====== DATA SHOWN

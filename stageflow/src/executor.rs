// /////////////////////////////////////////////////////////////////////////////
// Stageflow
// SPDX-License-Identifier: BSD-3-Clause
// See LICENSE file in the project root.
// /////////////////////////////////////////////////////////////////////////////
//! The concurrent DAG executor.
//!
//! Stages become ready the moment every dependency has finished (not just
//! started); the executor launches every ready stage concurrently via a
//! [`tokio::task::JoinSet`] and reacts to whichever finishes first, rather
//! than running a fixed topological order one stage at a time.

use std::collections::HashMap;
use std::sync::Arc;
use std::time::Duration;

use parking_lot::RwLock as SyncRwLock;
use serde_json::json;
use stageflow_domain::{StageInputs, StageOutput, StageStatus, StageflowError};
use tokio::sync::Semaphore;
use tokio::task::JoinSet;

use crate::context::{PipelineContext, StageContext};
use crate::graph::StageGraph;
use crate::interceptor::InterceptorChain;

const SKIP_REASON_UPSTREAM_UNAVAILABLE: &str = "upstream_unavailable";

/// Default time cancellation gives running stages to finish on their own
/// before they are forcibly aborted.
pub const DEFAULT_CANCELLATION_GRACE_PERIOD: Duration = Duration::from_secs(5);

/// How a run's options tune the executor without changing its semantics.
#[derive(Clone)]
pub struct RunOptions {
    /// Caps how many stages may run concurrently. `None` means unbounded
    /// (limited only by how many stages are simultaneously ready).
    pub max_concurrency: Option<usize>,
    /// How long cancellation waits for already-running stages to finish on
    /// their own before abandoning them. Stages that miss this window are
    /// aborted and contribute no output to the cancelled outcome.
    pub cancellation_grace_period: Duration,
}

impl Default for RunOptions {
    fn default() -> Self {
        Self { max_concurrency: None, cancellation_grace_period: DEFAULT_CANCELLATION_GRACE_PERIOD }
    }
}

/// The terminal result of running a [`StageGraph`] to completion.
#[derive(Debug)]
pub enum ExecutionOutcome {
    /// Every stage finished (with `Ok` or `Skip` status); no stage failed
    /// and the run was not cancelled.
    Completed(HashMap<String, StageOutput>),
    /// The run was cancelled before every stage finished.
    Cancelled {
        /// Outputs of whichever stages finished before cancellation.
        partial: HashMap<String, StageOutput>,
        /// Why the run was cancelled.
        reason: String,
    },
    /// A stage failed (or the executor hit an internal error), aborting the
    /// run.
    Failed {
        /// The stage whose failure aborted the run.
        stage: String,
        /// The error that aborted the run.
        error: StageflowError,
    },
}

/// Runs `graph` to completion under `ctx`, honoring `options`.
///
/// Emits exactly one `pipeline.started` event before any stage runs and
/// exactly one `pipeline.{completed,cancelled,failed}` terminal event once
/// the run settles, regardless of which of the loop's several return paths
/// produced the outcome.
pub async fn execute(
    graph: &StageGraph,
    ctx: Arc<PipelineContext>,
    chain: &InterceptorChain,
    options: RunOptions,
) -> ExecutionOutcome {
    ctx.emit("pipeline.started", json!({})).await;
    let outcome = run_to_completion(graph, ctx.clone(), chain, options).await;
    match &outcome {
        ExecutionOutcome::Completed(_) => ctx.emit("pipeline.completed", json!({})).await,
        ExecutionOutcome::Cancelled { reason, .. } => {
            ctx.emit("pipeline.cancelled", json!({ "reason": reason })).await
        }
        ExecutionOutcome::Failed { stage, error } => {
            ctx.emit("pipeline.failed", json!({ "stage": stage, "code": error.code() })).await
        }
    }
    outcome
}

async fn run_to_completion(
    graph: &StageGraph,
    ctx: Arc<PipelineContext>,
    chain: &InterceptorChain,
    options: RunOptions,
) -> ExecutionOutcome {
    let total = graph.len();
    let semaphore = options.max_concurrency.map(|n| Arc::new(Semaphore::new(n.max(1))));

    let mut in_degree: HashMap<String, usize> =
        graph.stages().map(|s| (s.name.clone(), s.dependencies.len())).collect();

    let completed: Arc<SyncRwLock<HashMap<String, StageOutput>>> = Arc::new(SyncRwLock::new(HashMap::new()));
    let mut finalized: std::collections::HashSet<String> = std::collections::HashSet::new();
    let mut tasks: JoinSet<(String, StageOutput)> = JoinSet::new();

    let mut ready: Vec<String> = in_degree
        .iter()
        .filter(|(_, degree)| **degree == 0)
        .map(|(name, _)| name.clone())
        .collect();
    ready.sort();

    for name in ready {
        spawn_stage(&mut tasks, graph, &name, ctx.clone(), chain.clone(), completed.clone(), semaphore.clone());
    }

    let mut cancel_rx = ctx.cancellation();

    while finalized.len() < total {
        if ctx.is_cancelled() {
            abort_all(&mut tasks, &completed, options.cancellation_grace_period).await;
            return ExecutionOutcome::Cancelled {
                partial: completed.read().clone(),
                reason: ctx.cancel_reason().unwrap_or_else(|| "cancelled".to_string()),
            };
        }

        if tasks.is_empty() {
            let pending: Vec<String> =
                graph.stages().map(|s| s.name.clone()).filter(|n| !finalized.contains(n)).collect();
            let mut pending = pending;
            pending.sort();
            return ExecutionOutcome::Failed {
                stage: pending.first().cloned().unwrap_or_default(),
                error: StageflowError::Deadlock { pending },
            };
        }

        tokio::select! {
            biased;
            changed = cancel_rx.changed() => {
                if changed.is_ok() && *cancel_rx.borrow() {
                    abort_all(&mut tasks, &completed, options.cancellation_grace_period).await;
                    return ExecutionOutcome::Cancelled {
                        partial: completed.read().clone(),
                        reason: ctx.cancel_reason().unwrap_or_else(|| "cancelled".to_string()),
                    };
                }
            }
            joined = tasks.join_next() => {
                let (stage_name, output) = match joined {
                    Some(Ok(pair)) => pair,
                    Some(Err(join_err)) => {
                        abort_all(&mut tasks, &completed, Duration::ZERO).await;
                        return ExecutionOutcome::Failed {
                            stage: "<unknown>".to_string(),
                            error: StageflowError::Internal(format!("stage task panicked or was cancelled: {join_err}")),
                        };
                    }
                    None => continue,
                };

                match output.status {
                    StageStatus::Fail => {
                        abort_all(&mut tasks, &completed, Duration::ZERO).await;
                        return ExecutionOutcome::Failed {
                            stage: stage_name.clone(),
                            error: StageflowError::StageExecutionFailed {
                                stage: stage_name,
                                message: output.error.clone().unwrap_or_default(),
                            },
                        };
                    }
                    StageStatus::Cancel => {
                        let reason = output.reason.clone().unwrap_or_else(|| "cancelled".to_string());
                        ctx.mark_cancelled_with_reason(reason.clone());
                        abort_all(&mut tasks, &completed, options.cancellation_grace_period).await;
                        return ExecutionOutcome::Cancelled { partial: completed.read().clone(), reason };
                    }
                    StageStatus::Ok if output.reason.is_none() => {
                        if let Err(conflict) = write_outputs_to_bag(&ctx, &stage_name, &output) {
                            abort_all(&mut tasks, &completed, Duration::ZERO).await;
                            return ExecutionOutcome::Failed { stage: stage_name, error: conflict };
                        }
                    }
                    _ => {}
                }

                finalized.insert(stage_name.clone());
                completed.write().insert(stage_name.clone(), output);

                let mut newly_ready: Vec<String> = graph
                    .dependents_of(&stage_name)
                    .filter(|dep| !finalized.contains(*dep))
                    .filter_map(|dep| {
                        let degree = in_degree.get_mut(dep)?;
                        *degree -= 1;
                        (*degree == 0).then(|| dep.to_string())
                    })
                    .collect();
                newly_ready.sort();

                for name in newly_ready {
                    spawn_stage(&mut tasks, graph, &name, ctx.clone(), chain.clone(), completed.clone(), semaphore.clone());
                }
            }
        }
    }

    let completed_outputs = completed.read().clone();
    ExecutionOutcome::Completed(completed_outputs)
}

fn write_outputs_to_bag(ctx: &PipelineContext, stage_name: &str, output: &StageOutput) -> Result<(), StageflowError> {
    for (key, value) in &output.data {
        ctx.data.insert(key.clone(), value.clone(), stage_name)?;
    }
    Ok(())
}

/// Signals cancellation is underway and gives already-running stages
/// `grace_period` to finish and contribute their output before abandoning
/// whatever is left.
async fn abort_all(
    tasks: &mut JoinSet<(String, StageOutput)>,
    completed: &Arc<SyncRwLock<HashMap<String, StageOutput>>>,
    grace_period: Duration,
) {
    if !tasks.is_empty() {
        let _ = tokio::time::timeout(grace_period, async {
            while let Some(joined) = tasks.join_next().await {
                if let Ok((name, output)) = joined {
                    completed.write().insert(name, output);
                }
            }
        })
        .await;
    }
    tasks.abort_all();
}

fn spawn_stage(
    tasks: &mut JoinSet<(String, StageOutput)>,
    graph: &StageGraph,
    name: &str,
    ctx: Arc<PipelineContext>,
    chain: InterceptorChain,
    completed: Arc<SyncRwLock<HashMap<String, StageOutput>>>,
    semaphore: Option<Arc<Semaphore>>,
) {
    let Some(spec) = graph.stage(name) else { return };
    let spec = spec.clone();
    let name = name.to_string();

    tasks.spawn(async move {
        let _permit = match &semaphore {
            Some(sem) => sem.clone().acquire_owned().await.ok(),
            None => None,
        };

        let snapshot = completed.read().clone();
        let inputs = StageInputs::new(&snapshot, &spec.dependencies);

        // A dependency that finished OK never blocks; one that was SKIPped
        // only blocks a non-conditional dependent. FAIL/CANCEL upstream
        // outputs never reach here because those statuses already abort
        // the whole run before any dependent is spawned.
        let blocked_on_upstream = spec.dependencies.iter().any(|dep| match snapshot.get(dep).map(|o| o.status) {
            Some(StageStatus::Ok) => false,
            Some(StageStatus::Skip) => !spec.conditional,
            _ => true,
        });

        if blocked_on_upstream {
            let stage_ctx = StageContext::new(ctx.clone(), name.clone(), inputs);
            stage_ctx
                .emit(&format!("stage.{name}.skipped"), json!({ "reason": SKIP_REASON_UPSTREAM_UNAVAILABLE }))
                .await;
            return (name, StageOutput::skip(SKIP_REASON_UPSTREAM_UNAVAILABLE));
        }

        let stage_ctx = StageContext::new(ctx.clone(), name.clone(), inputs);
        stage_ctx.emit(&format!("stage.{name}.started"), json!({})).await;

        let started = ctx.elapsed_ms();
        let stage = spec.runner.resolve();
        let mut output = chain.run(stage.as_ref(), &stage_ctx).await;
        if output.duration_ms == 0 {
            output.duration_ms = ctx.elapsed_ms().saturating_sub(started);
        }

        let suffix = match output.status {
            StageStatus::Ok => "completed",
            StageStatus::Skip => "skipped",
            StageStatus::Fail => "failed",
            StageStatus::Cancel => "cancelled",
        };
        stage_ctx
            .emit(&format!("stage.{name}.{suffix}"), json!({ "status": suffix, "duration_ms": output.duration_ms }))
            .await;

        (name, output)
    });
}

============

## TASK
In your answer, include only the lines above starting at the line that holds "concurrent DAG executor." and ending at the line that holds "already-running stages to finish on", copied exactly.

## SOLUTION
//! The concurrent DAG executor.
//!
//! Stages become ready the moment every dependency has finished (not just
//! started); the executor launches every ready stage concurrently via a
//! [`tokio::task::JoinSet`] and reacts to whichever finishes first, rather
//! than running a fixed topological order one stage at a time.

use std::collections::HashMap;
use std::sync::Arc;
use std::time::Duration;

use parking_lot::RwLock as SyncRwLock;
use serde_json::json;
use stageflow_domain::{StageInputs, StageOutput, StageStatus, StageflowError};
use tokio::sync::Semaphore;
use tokio::task::JoinSet;

use crate::context::{PipelineContext, StageContext};
use crate::graph::StageGraph;
use crate::interceptor::InterceptorChain;

const SKIP_REASON_UPSTREAM_UNAVAILABLE: &str = "upstream_unavailable";

/// Default time cancellation gives running stages to finish on their own
/// before they are forcibly aborted.
pub const DEFAULT_CANCELLATION_GRACE_PERIOD: Duration = Duration::from_secs(5);

/// How a run's options tune the executor without changing its semantics.
#[derive(Clone)]
pub struct RunOptions {
    /// Caps how many stages may run concurrently. `None` means unbounded
    /// (limited only by how many stages are simultaneously ready).
    pub max_concurrency: Option<usize>,
    /// How long cancellation waits for already-running stages to finish on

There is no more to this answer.